I want a system of "one copy - one loan". Anyone who owns a book (digital and paper) should be allowed to loan it as many times as they want and for as long as they want. What the rights holder wants is irrelevant.
tubemonkey is offline   Reply With Quote
Old 07-09-2012, 01:20 AM   #12
BWinmill
Nameless Being
 
speakingtohe:

None of those points are valid, not even the seemingly legitimate "wear out" argument. As for the other points, they are just plain misleading.

Libraries are only authorized to lend out one copy of each purchase. They must then wait until the book is returned or the book expires. In that sense, it is no different from lending print books.

Even though the bits are being duplicated, an individual's right to access those bits is being restricted. So those bits are effectively useless. Now I supposed that you could argue that it is possible to crack DRM, but photocopiers can duplicate print books anyway. Again, it is no different from lending books.

So let's get back to that wear out bit. Strictly speaking, ebooks don't wear out. Yet the popularity of books does wear out. So if a library buys 20 copies of an ebook to satisfy demand, they will have 20 copies of that book sitting on their virtual bookshelf in 20 years. If the same library bought 20 copies of a print book to satisfy demand, they may have 10 copies sitting on the shelf in 20 years. But both the ebook and the print book may only have 1 copy out at any given time 20 years down the road. There is no difference in the publisher's or author's revenues. Even authors who would only sell 1 copy to a library are unlikely to see a difference, since books that aren't in demand aren't going to be replaced.

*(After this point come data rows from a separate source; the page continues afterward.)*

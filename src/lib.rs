//! Similarity-based race risk signals: tire cliff, undercut and overtake.
//!
//! Historical laps are turned into fixed-width feature vectors and loaded into
//! a nearest-neighbour index; live (or simulated) vectors are scored against
//! their historical analogues and streamed to dashboards.

pub mod advisory;
pub mod config;
pub mod error;
pub mod extract;
pub mod index;
pub mod loader;
pub mod schema;
pub mod scorer;
pub mod server;
pub mod simulator;
pub mod source;
pub mod types;

pub use config::AppConfig;
pub use error::{Result, SignalError};
pub use index::{MemoryIndex, SignalIndex, SimilarityIndex};
pub use scorer::RiskSummary;
pub use simulator::{StreamLoop, TickMessage};
pub use types::SignalKind;
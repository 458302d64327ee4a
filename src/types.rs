use serde::{Deserialize, Deserializer, Serialize};
use std::{fmt, str::FromStr};

use crate::error::SignalError;

/// The three strategy signals the service derives.
#[derive(Debug, Clone, Copy, PartialEq, Eq, Hash, PartialOrd, Ord, Serialize, Deserialize)]
#[serde(rename_all = "lowercase")]
pub enum SignalKind {
    Cliff,
    Undercut,
    Overtake,
}

impl SignalKind {
    pub const ALL: [SignalKind; 3] = [SignalKind::Cliff, SignalKind::Undercut, SignalKind::Overtake];

    pub fn as_str(&self) -> &'static str {
        match self {
            SignalKind::Cliff => "cliff",
            SignalKind::Undercut => "undercut",
            SignalKind::Overtake => "overtake",
        }
    }
}

impl fmt::Display for SignalKind {
    fn fmt(&self, f: &mut fmt::Formatter<'_>) -> fmt::Result {
        f.write_str(self.as_str())
    }
}

impl FromStr for SignalKind {
    type Err = SignalError;

    fn from_str(s: &str) -> Result<Self, Self::Err> {
        match s.to_ascii_lowercase().as_str() {
            "cliff" => Ok(SignalKind::Cliff),
            "undercut" | "undercuts" | "cuts" => Ok(SignalKind::Undercut),
            "overtake" | "overtakes" => Ok(SignalKind::Overtake),
            other => Err(SignalError::Config(format!("unknown signal kind '{other}'"))),
        }
    }
}

/// Tire compound as reported by the timing feed.
#[derive(Debug, Clone, Copy, PartialEq, Eq, Default)]
pub enum Compound {
    Soft,
    Medium,
    Hard,
    Intermediate,
    Wet,
    #[default]
    Unknown,
}

impl Compound {
    pub const RANKS: u8 = 5;

    /// Parses the feed's compound name; anything unrecognised is `Unknown`.
    pub fn from_name(name: &str) -> Self {
        match name.trim().to_ascii_uppercase().as_str() {
            "SOFT" => Compound::Soft,
            "MEDIUM" => Compound::Medium,
            "HARD" => Compound::Hard,
            "INTERMEDIATE" => Compound::Intermediate,
            "WET" => Compound::Wet,
            _ => Compound::Unknown,
        }
    }

    /// SOFT=1 .. WET=5, unknown 0.
    pub fn rank(&self) -> u8 {
        match self {
            Compound::Soft => 1,
            Compound::Medium => 2,
            Compound::Hard => 3,
            Compound::Intermediate => 4,
            Compound::Wet => 5,
            Compound::Unknown => 0,
        }
    }

    pub fn from_rank(rank: u8) -> Self {
        match rank {
            1 => Compound::Soft,
            2 => Compound::Medium,
            3 => Compound::Hard,
            4 => Compound::Intermediate,
            5 => Compound::Wet,
            _ => Compound::Unknown,
        }
    }
}

/// One driver's state at the end of one lap.
#[derive(Debug, Clone, PartialEq, Serialize, Deserialize)]
pub struct LapRecord {
    pub driver: String,
    pub team: String,
    pub lap_number: u32,
    #[serde(default)]
    pub position: Option<u32>,
    #[serde(default)]
    pub compound: Option<String>, // e.g. "SOFT", "MEDIUM", "INTERMEDIATE"
    #[serde(default)]
    pub tyre_life: Option<f64>, // laps on this set
    #[serde(default)]
    pub stint: Option<u32>,
    #[serde(default)]
    pub lap_time_s: Option<f64>,
    #[serde(default)]
    pub sector_times_s: [Option<f64>; 3],
    /// Session time (seconds) at which the lap was set.
    pub time_s: f64,
}

impl LapRecord {
    pub fn compound(&self) -> Compound {
        self.compound
            .as_deref()
            .map(Compound::from_name)
            .unwrap_or_default()
    }
}

#[derive(Debug, Clone, PartialEq, Serialize, Deserialize)]
pub struct WeatherSample {
    pub time_s: f64,
    #[serde(default)]
    pub air_temp: Option<f64>,
    #[serde(default)]
    pub track_temp: Option<f64>,
    #[serde(default)]
    pub humidity: Option<f64>,
    #[serde(default)]
    pub wind_speed: Option<f64>,
    #[serde(default)]
    pub rainfall: bool,
}

/// One race session as delivered by the telemetry source.
#[derive(Debug, Clone, PartialEq, Serialize, Deserialize)]
pub struct Session {
    pub year: i32,
    pub event_name: String,
    pub laps: Vec<LapRecord>,
    #[serde(default)]
    pub weather: Vec<WeatherSample>,
}

impl Session {
    pub fn max_lap(&self) -> u32 {
        self.laps.iter().map(|l| l.lap_number).max().unwrap_or(0)
    }
}

/// Metadata stored next to every vector in the index.
///
/// Field names match the columns of the historical CSV files so that
/// metadata round-trips through both the CSV and the index unchanged.
#[derive(Debug, Clone, Default, PartialEq, Serialize, Deserialize)]
#[serde(default)]
pub struct EventMetadata {
    #[serde(rename = "Driver")]
    pub driver: String,
    #[serde(rename = "Team")]
    pub team: String,
    #[serde(rename = "TrackName")]
    pub track_name: String,
    #[serde(rename = "Year", deserialize_with = "lenient_i64")]
    pub year: i64,
    #[serde(rename = "LapNumber", deserialize_with = "lenient_i64")]
    pub lap_number: i64,
    #[serde(rename = "LapTimeLoss", skip_serializing_if = "Option::is_none")]
    pub lap_time_loss: Option<f64>,
    #[serde(
        rename = "Rival_Pitted_Lap",
        skip_serializing_if = "Option::is_none",
        deserialize_with = "lenient_opt_i64"
    )]
    pub rival_pitted_lap: Option<i64>,
}

/// A detected historical event, ready for the index.
#[derive(Debug, Clone, PartialEq)]
pub struct EventRecord {
    pub kind: SignalKind,
    pub vector: Vec<f32>,
    pub metadata: EventMetadata,
}

/// One neighbour returned by a similarity query.
#[derive(Debug, Clone, PartialEq, Serialize, Deserialize)]
pub struct IndexMatch {
    pub id: String,
    pub score: f32,
    #[serde(default)]
    pub metadata: Option<EventMetadata>,
}

// Index services commonly hand numeric metadata back as floats (2023.0).
fn lenient_i64<'de, D: Deserializer<'de>>(d: D) -> Result<i64, D::Error> {
    Ok(lenient_opt_i64(d)?.unwrap_or(0))
}

fn lenient_opt_i64<'de, D: Deserializer<'de>>(d: D) -> Result<Option<i64>, D::Error> {
    let v = Option::<f64>::deserialize(d)?;
    Ok(v.filter(|x| x.is_finite()).map(|x| x.round() as i64))
}
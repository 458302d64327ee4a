//! Structured inputs for the strategy text generator.
//!
//! The service only assembles the prompt from the three aggregated signal
//! payloads; the prose itself comes from an external model behind
//! [`TextGenerator`].

use async_trait::async_trait;
use serde::{Deserialize, Serialize};
use std::{collections::BTreeMap, time::Duration};
use tracing::{debug, warn};

use crate::config::AdvisoryConfig;
use crate::error::{Result, SignalError};
use crate::scorer::CliffRisk;

/// Undercut payload as the dashboard forwards it.
#[derive(Debug, Clone, Default, PartialEq, Serialize, Deserialize)]
#[serde(default)]
pub struct PitSignal {
    pub total_matches: usize,
    pub relevant_matches: usize,
}

#[derive(Debug, Clone, PartialEq, Serialize, Deserialize)]
pub struct StrategyInput {
    /// Per-driver overtake payloads, passed through verbatim.
    #[serde(default)]
    pub overtake_data: BTreeMap<String, serde_json::Value>,
    #[serde(default)]
    pub tire_data: CliffRisk,
    #[serde(default)]
    pub pit_data: PitSignal,
}

#[derive(Debug, Clone, PartialEq, Serialize, Deserialize)]
pub struct StrategyResponse {
    pub strategy: String,
}

pub fn cliff_risk_level(tire: &CliffRisk) -> &'static str {
    if tire.risk_detected {
        "High"
    } else {
        "Low"
    }
}

pub fn undercut_verdict(pit: &PitSignal) -> String {
    if pit.relevant_matches < pit.total_matches {
        format!(
            "Recommended: Pit (Undercut successful in {}/{} scenarios)",
            pit.relevant_matches, pit.total_matches
        )
    } else {
        "Safe: No similar scenarios where rival is yet to pit".to_string()
    }
}

fn pretty<T: Serialize>(value: &T) -> String {
    serde_json::to_string_pretty(value).unwrap_or_default()
}

pub fn build_strategy_prompt(input: &StrategyInput) -> String {
    format!(
        "ROLE: You are the chief race strategist of a Formula 1 team.\n\n\
         CURRENT AGGREGATED RACE SITUATION:\n\
         - Overtake likelihood per driver:\n{}\n\n\
         - Tire cliff risk:\n{} -> Risk level: {}\n\n\
         - Pit stop insight (undercut/overcut):\n{} -> {}\n\n\
         TASK: In one or two lines, give a strategic recommendation covering the \
         immediate tire cliff risk, the pit window (undercut or overcut) and the best next move.\n",
        pretty(&input.overtake_data),
        pretty(&input.tire_data),
        cliff_risk_level(&input.tire_data),
        pretty(&input.pit_data),
        undercut_verdict(&input.pit_data),
    )
}

#[async_trait]
pub trait TextGenerator: Send + Sync {
    async fn generate(&self, prompt: &str) -> Result<String>;
}

/// Gemini `generateContent` REST client.
pub struct GeminiGenerator {
    endpoint: String,
    model: String,
    api_key: String,
    client: reqwest::Client,
}

#[derive(Serialize)]
struct Part<'a> {
    text: &'a str,
}

#[derive(Serialize)]
struct Content<'a> {
    parts: Vec<Part<'a>>,
}

#[derive(Serialize)]
struct GenerateBody<'a> {
    contents: Vec<Content<'a>>,
}

#[derive(Deserialize, Default)]
#[serde(default)]
struct GenerateReply {
    candidates: Vec<Candidate>,
}

#[derive(Deserialize, Default)]
#[serde(default)]
struct Candidate {
    content: ReplyContent,
}

#[derive(Deserialize, Default)]
#[serde(default)]
struct ReplyContent {
    parts: Vec<ReplyPart>,
}

#[derive(Deserialize, Default)]
#[serde(default)]
struct ReplyPart {
    text: String,
}

impl GeminiGenerator {
    pub fn from_config(cfg: &AdvisoryConfig) -> Result<Option<Self>> {
        let Some(api_key) = cfg.api_key.clone() else {
            return Ok(None);
        };
        let client = reqwest::Client::builder()
            .timeout(Duration::from_secs(cfg.timeout_s))
            .build()
            .map_err(|e| SignalError::Config(format!("failed to build advisory HTTP client: {e}")))?;
        Ok(Some(Self {
            endpoint: cfg.endpoint.trim_end_matches('/').to_string(),
            model: cfg.model.clone(),
            api_key,
            client,
        }))
    }
}

#[async_trait]
impl TextGenerator for GeminiGenerator {
    async fn generate(&self, prompt: &str) -> Result<String> {
        let url = format!("{}/models/{}:generateContent", self.endpoint, self.model);
        let body = GenerateBody {
            contents: vec![Content { parts: vec![Part { text: prompt }] }],
        };
        debug!("advisory request to {url} ({} prompt chars)", prompt.len());

        let resp = self
            .client
            .post(&url)
            .query(&[("key", self.api_key.as_str())])
            .json(&body)
            .send()
            .await
            .map_err(|e| SignalError::Advisory(format!("failed to reach model: {e}")))?;
        if !resp.status().is_success() {
            let status = resp.status();
            let text = resp.text().await.unwrap_or_default();
            warn!("advisory model error {status}: {text}");
            return Err(SignalError::Advisory(format!("HTTP {status}: {text}")));
        }
        let reply: GenerateReply = resp
            .json()
            .await
            .map_err(|e| SignalError::Advisory(format!("bad model reply: {e}")))?;

        let text: String = reply
            .candidates
            .into_iter()
            .next()
            .map(|c| c.content.parts.into_iter().map(|p| p.text).collect())
            .unwrap_or_default();
        if text.trim().is_empty() {
            return Ok("No response from model.".to_string());
        }
        Ok(text)
    }
}

#[cfg(test)]
mod tests {
    use super::*;

    fn input(risk: bool, relevant: usize, total: usize) -> StrategyInput {
        StrategyInput {
            overtake_data: BTreeMap::from([("HAM".to_string(), serde_json::json!({"appearances": 3}))]),
            tire_data: CliffRisk { matches_found: 30, max_similarity: 0.91, risk_detected: risk },
            pit_data: PitSignal { total_matches: total, relevant_matches: relevant },
        }
    }

    #[test]
    fn verdicts() {
        assert_eq!(
            undercut_verdict(&PitSignal { total_matches: 10, relevant_matches: 4 }),
            "Recommended: Pit (Undercut successful in 4/10 scenarios)"
        );
        assert!(undercut_verdict(&PitSignal { total_matches: 10, relevant_matches: 10 }).starts_with("Safe"));
        assert!(undercut_verdict(&PitSignal::default()).starts_with("Safe"));
    }

    #[test]
    fn prompt_carries_every_payload() {
        let prompt = build_strategy_prompt(&input(true, 4, 10));
        assert!(prompt.contains("\"HAM\""));
        assert!(prompt.contains("\"max_similarity\": 0.91"));
        assert!(prompt.contains("Risk level: High"));
        assert!(prompt.contains("4/10"));

        let calm = build_strategy_prompt(&input(false, 2, 2));
        assert!(calm.contains("Risk level: Low"));
        assert!(calm.contains("Safe: No similar scenarios"));
    }

    #[test]
    fn partial_payload_deserializes() {
        let raw = r#"{"tire_data": {"risk_detected": true}, "pit_data": {"total_matches": 10}}"#;
        let parsed: StrategyInput = serde_json::from_str(raw).unwrap();
        assert!(parsed.tire_data.risk_detected);
        assert_eq!(parsed.pit_data.relevant_matches, 0);
        assert!(parsed.overtake_data.is_empty());
    }

    #[test]
    fn no_api_key_means_no_generator() {
        assert!(GeminiGenerator::from_config(&AdvisoryConfig::default()).unwrap().is_none());
    }
}
/// Runs one detector over every (year, track) session. Sessions that fail to
/// load are logged and skipped; the rest of the batch still runs.
pub fn extract_batch(
    source: &dyn TelemetrySource,
    kind: SignalKind,
    years: &[i32],
    tracks: &[String],
    encoder: &TrackEncoder,
    params: &ExtractionParams,
) -> ExtractionReport {
    let mut report = ExtractionReport::default();

    for &year in years {
        for track in tracks {
            info!("processing {kind} data for {track} ({year})");
            match source.load_session(year, track) {
                Ok(session) => {
                    let events = extract_session(kind, &session, encoder, params);
                    info!("{} {kind} events in {track} ({year})", events.len());
                    report.outcomes.push(SessionOutcome::Extracted {
                        year,
                        track: track.clone(),
                        events: events.len(),
                    });
                    report.records.extend(events);
                }
                Err(e) => {
                    warn!("skipping {track} {year}: {e}");
                    let reason = match e {
                        SignalError::SourceUnavailable { reason, .. } => reason,
                        other => other.to_string(),
                    };
                    report.outcomes.push(SessionOutcome::Skipped {
                        year,
                        track: track.clone(),
                        reason,
                    });
                }
            }
        }
    }
    report
}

What I see are a bunch of weak arguments that are intended to create an absolute sense of ownership that is meant to control how people use the products that the purchase. Quite frankly, I find that dangerous. When one side is given absolute property rights while the other side has no property rights, the many will become impoverished -- or worse.
  Reply With Quote
Old 07-09-2012, 05:21 AM   #13
crossi
Guru
crossi ought to be getting tired of karma fortunes by now.crossi ought to be getting tired of karma fortunes by now.crossi ought to be getting tired of karma fortunes by now.crossi ought to be getting tired of karma fortunes by now.crossi ought to be getting tired of karma fortunes by now.crossi ought to be getting tired of karma fortunes by now.crossi ought to be getting tired of karma fortunes by now.crossi ought to be getting tired of karma fortunes by now.crossi ought to be getting tired of karma fortunes by now.crossi ought to be getting tired of karma fortunes by now.crossi ought to be getting tired of karma fortunes by now.
 
Posts: 992
Karma: 12000001
Join Date: Nov 2009
Location: Seattle Wahington U.S.
Device: kindle
I like what Smashwords is doing with libraries. They sell the rights to the library so the library doesn't have to deal with that nonsense of "wearing out" ebooks.
crossi is offline   Reply With Quote
Old 07-09-2012, 12:38 PM   #14
dkperez
Groupie
dkperez ought to be getting tired of karma fortunes by now.dkperez ought to be getting tired of karma fortunes by now.dkperez ought to be getting tired of karma fortunes by now.dkperez ought to be getting tired of karma fortunes by now.dkperez ought to be getting tired of karma fortunes by now.dkperez ought to be getting tired of karma fortunes by now.dkperez ought to be getting tired of karma fortunes by now.dkperez ought to be getting tired of karma fortunes by now.dkperez ought to be getting tired of karma fortunes by now.dkperez ought to be getting tired of karma fortunes by now.dkperez ought to be getting tired of karma fortunes by now.
 
Posts: 184
Karma: 1047931
Join Date: Dec 2010
Device: nine
>It seems to me that reading this year's books is a luxury. I don't see a big >freedom to read issue with less affluent readers having to wait 6-12 >months, especially if there is an option to read a paper library copy a bit >sooner. If I have to wait a year so that the team creating the book can get >more income, I welcome that.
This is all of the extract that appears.